At this point, there was no clear etiology for his chest pain and finally computerized tomography (CT) scan of thorax was done to look for mediastinal pathology. It showed two linear hyperactive dense opacities, one in the anterior abdominal wall penetrating the liver capsule and the other was partially penetrating the hepatic parenchyma [Figure 1] and [Figure 2]. Along with this, there were fatty liver changes. Mediastinum and the rest of the thorax were normal.
These foreign bodies were removed by laparoscopic approach and with fluoroscopic assistance. These foreign bodies were two hypodermic needles, 25 and 14 mm in length [Figure 3]. Following the surgery, the patient had an uneventful course.
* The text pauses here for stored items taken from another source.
//! # envfig demo application
//!
//! A sample CLI tool that shows how to wire [envfig](https://docs.rs/envfig)
//! into a real application. It does nothing useful on its own; it exists to
//! demonstrate and manually verify envfig's features.
//!
//! ## Running
//!
//! ```sh
//! cargo run --example envfig_demo -- echo
//! cargo run --example envfig_demo -- --env-help
//! ```
//!
//! ## Features demonstrated
//!
//! | Feature                 | How to exercise it                                                         |
//! |-------------------------|----------------------------------------------------------------------------|
//! | Defaults                | `cargo run --example envfig_demo -- echo`                                  |
//! | Env var override        | `ENVFIG_DEMO_DISPLAY_COLOR=red cargo run --example envfig_demo -- echo`    |
//! | Alternative name        | `ENVFIG_DEMO_SERVER_LISTEN_PORT=9999 cargo run --example envfig_demo -- echo` |
//! | Custom separator        | `ENVFIG_DEMO_SERVER_ALLOWED='10.0.0.0/8;127.0.0.1' cargo run ... -- echo`  |
//! | Time zone parsing       | `ENVFIG_DEMO_DISPLAY_ZONE=Europe/Paris cargo run ... -- echo`              |
//! | Config file             | `cargo run --example envfig_demo -- --config demo.yaml echo`               |
//! | Dotenv file             | `cargo run --example envfig_demo -- --config .env echo`                    |
//! | Help listing            | `cargo run --example envfig_demo -- --help`                                |
//! | `--env-help`            | `cargo run --example envfig_demo -- --env-help`                            |
//! | Table listing           | `cargo run --example envfig_demo -- vars`                                  |
//! | Single key echo         | `cargo run --example envfig_demo -- echo --key server.port`                |

mod config;

use clap::{CommandFactory, FromArgMatches, Parser, Subcommand};

use envfig::{EnvArgs, EnvResult, Envfig, EnvfigError};

use config::DemoConfig;

const PREFIX: &str = "ENVFIG_DEMO_";

// ---------------------------------------------------------------------------
// CLI definitions
// ---------------------------------------------------------------------------

/// envfig demo: a sample CLI app for showcasing envfig integration.
#[derive(Parser, Debug)]
#[command(name = "envfig-demo")]
struct Cli {
    /// Enable verbose output regardless of ENVFIG_DEMO_VERBOSE.
    #[arg(long, global = true)]
    verbose: bool,

    #[command(flatten)]
    env: EnvArgs,

    #[command(subcommand)]
    command: Option<Commands>,
}

#[derive(Subcommand, Debug)]
enum Commands {
    /// Print resolved configuration values (colored by display.color).
    Echo {
        /// Print only this dotted key instead of all values.
        #[arg(long)]
        key: Option<String>,
    },
    /// List the environment variables as a table.
    Vars,
}

// ---------------------------------------------------------------------------
// ANSI color helpers
// ---------------------------------------------------------------------------

fn ansi_color_code(name: &str) -> &str {
    match name {
        "red" => "\x1b[31m",
        "green" => "\x1b[32m",
        "yellow" => "\x1b[33m",
        "blue" => "\x1b[34m",
        "magenta" => "\x1b[35m",
        "cyan" => "\x1b[36m",
        _ => "\x1b[0m",
    }
}

const RESET: &str = "\x1b[0m";

// ---------------------------------------------------------------------------
// Commands
// ---------------------------------------------------------------------------

fn entries(config: &DemoConfig) -> Vec<(&'static str, String)> {
    vec![
        ("name", config.name.clone()),
        ("verbose", config.verbose.to_string()),
        ("server.host", config.server.host.clone()),
        ("server.port", config.server.port.to_string()),
        (
            "server.timeout",
            humantime::format_duration(config.server.timeout).to_string(),
        ),
        ("server.allowed", config.server.allowed.join(";")),
        ("display.color", config.display.color.clone()),
        (
            "display.zone",
            config
                .display
                .zone
                .map(|tz| tz.name().to_string())
                .unwrap_or_default(),
        ),
    ]
}

fn banner(config: &DemoConfig) {
    let color = ansi_color_code(&config.display.color);
    let now = chrono::Utc::now();
    let stamp = match config.display.zone {
        Some(tz) => now.with_timezone(&tz).to_rfc3339(),
        None => now.to_rfc3339(),
    };
    println!("{color}[verbose] {} at {stamp}{RESET}", config.name);
    println!();
}

fn echo_all(config: &DemoConfig) {
    let color = ansi_color_code(&config.display.color);
    if config.verbose {
        banner(config);
    }

    let entries = entries(config);
    let max_key_len = entries.iter().map(|(k, _)| k.len()).max().unwrap_or(0);
    for (key, value) in &entries {
        println!("{color}{key:<max_key_len$}{RESET}  {value}");
    }
}

fn echo_key(config: &DemoConfig, key: &str) {
    let color = ansi_color_code(&config.display.color);
    match entries(config).into_iter().find(|(k, _)| *k == key) {
        Some((key, value)) => println!("{color}{key}{RESET}  {value}"),
        None => {
            eprintln!("Unknown key: {key}");
            std::process::exit(1);
        }
    }
}

fn exit_with(context: &str, err: EnvfigError) -> ! {
    eprintln!("{context}:\n{err}");
    std::process::exit(1);
}

// ---------------------------------------------------------------------------
// Main
// ---------------------------------------------------------------------------

fn main() {
    let mut builder = Envfig::builder().prefix(PREFIX);

    let cmd = builder
        .env_help(Cli::command(), &mut DemoConfig::default())
        .unwrap_or_else(|e| exit_with("Invalid config declaration", e));
    let cli = Cli::from_arg_matches(&cmd.get_matches()).unwrap_or_else(|e| e.exit());

    if let Some(Commands::Vars) = cli.command {
        let table = builder
            .describe_table(&mut DemoConfig::default())
            .unwrap_or_else(|e| exit_with("Invalid config declaration", e));
        print!("{table}");
        return;
    }

    let mut config = DemoConfig::default();
    let result = builder
        .handle(&cli.env.into_action(), &mut config)
        .unwrap_or_else(|e| exit_with("Failed to load config", e));
    if let EnvResult::Description(_) = result {
        print!("{result}");
        return;
    }
    config.verbose |= cli.verbose;

    match cli.command {
        Some(Commands::Echo { key: Some(key) }) => echo_key(&config, &key),
        _ => echo_all(&config),
    }
}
Retrospectively, we interviewed the patient about intravenous drug abuse or accidental injury to his abdomen, but he denied. On follow-up, his chest pain had subsided and acute phase reactants had normalized.
Foreign bodies in the liver are rare and even rarer to find hypodermic needles in the liver.  Symptoms may be nonspecific and radiological investigations may come as a surprise to the clinician as history is difficult to obtain.  We present a case of hypodermic needles in the liver and there has been no case report of this type of foreign body found in the liver yet.
Patient's presenting symptom was chest pain. Chest pain can be due to cardiac or noncardiac causes like hepatobiliary disease, esophageal, or pleural diseases. In this case, there was no obvious etiology for his symptoms. We did CT scan of chest to look for mediastinal pathology, but were surprised to find foreign bodies in the liver. Patient's acute phase reactants (CRP and ESR) were high, which suggested underlying inflammatory process.
These foreign bodies were found embedded superficially in the liver, and as we know, the liver capsule and anterior abdominal wall are pain-sensitive. The location of these foreign bodies could be the reason for recurrent chest pain.
We managed to retrieve the foreign bodies by laparoscopic approach  and with fluoroscopic assistance. Following removal, patient's chest pain subsided, which again suggests that these hypodermic needles were responsible for his symptoms. The unusual features of this case were atypical chest pain with hypodermic needles in the liver.
The CT scan helped us in rapid diagnosis and localization of the foreign bodies.  Imaging and a high index of clinical suspicion are the only ways to diagnose these unusual presentations of the foreign bodies.
The authors would like to thank Dr. SP Girish, Department of Surgical Gastroenterology and Dr. MG Shenoy, Professor and Unit Chief, Department of Surgery, Kasturba Hospital, Manipal.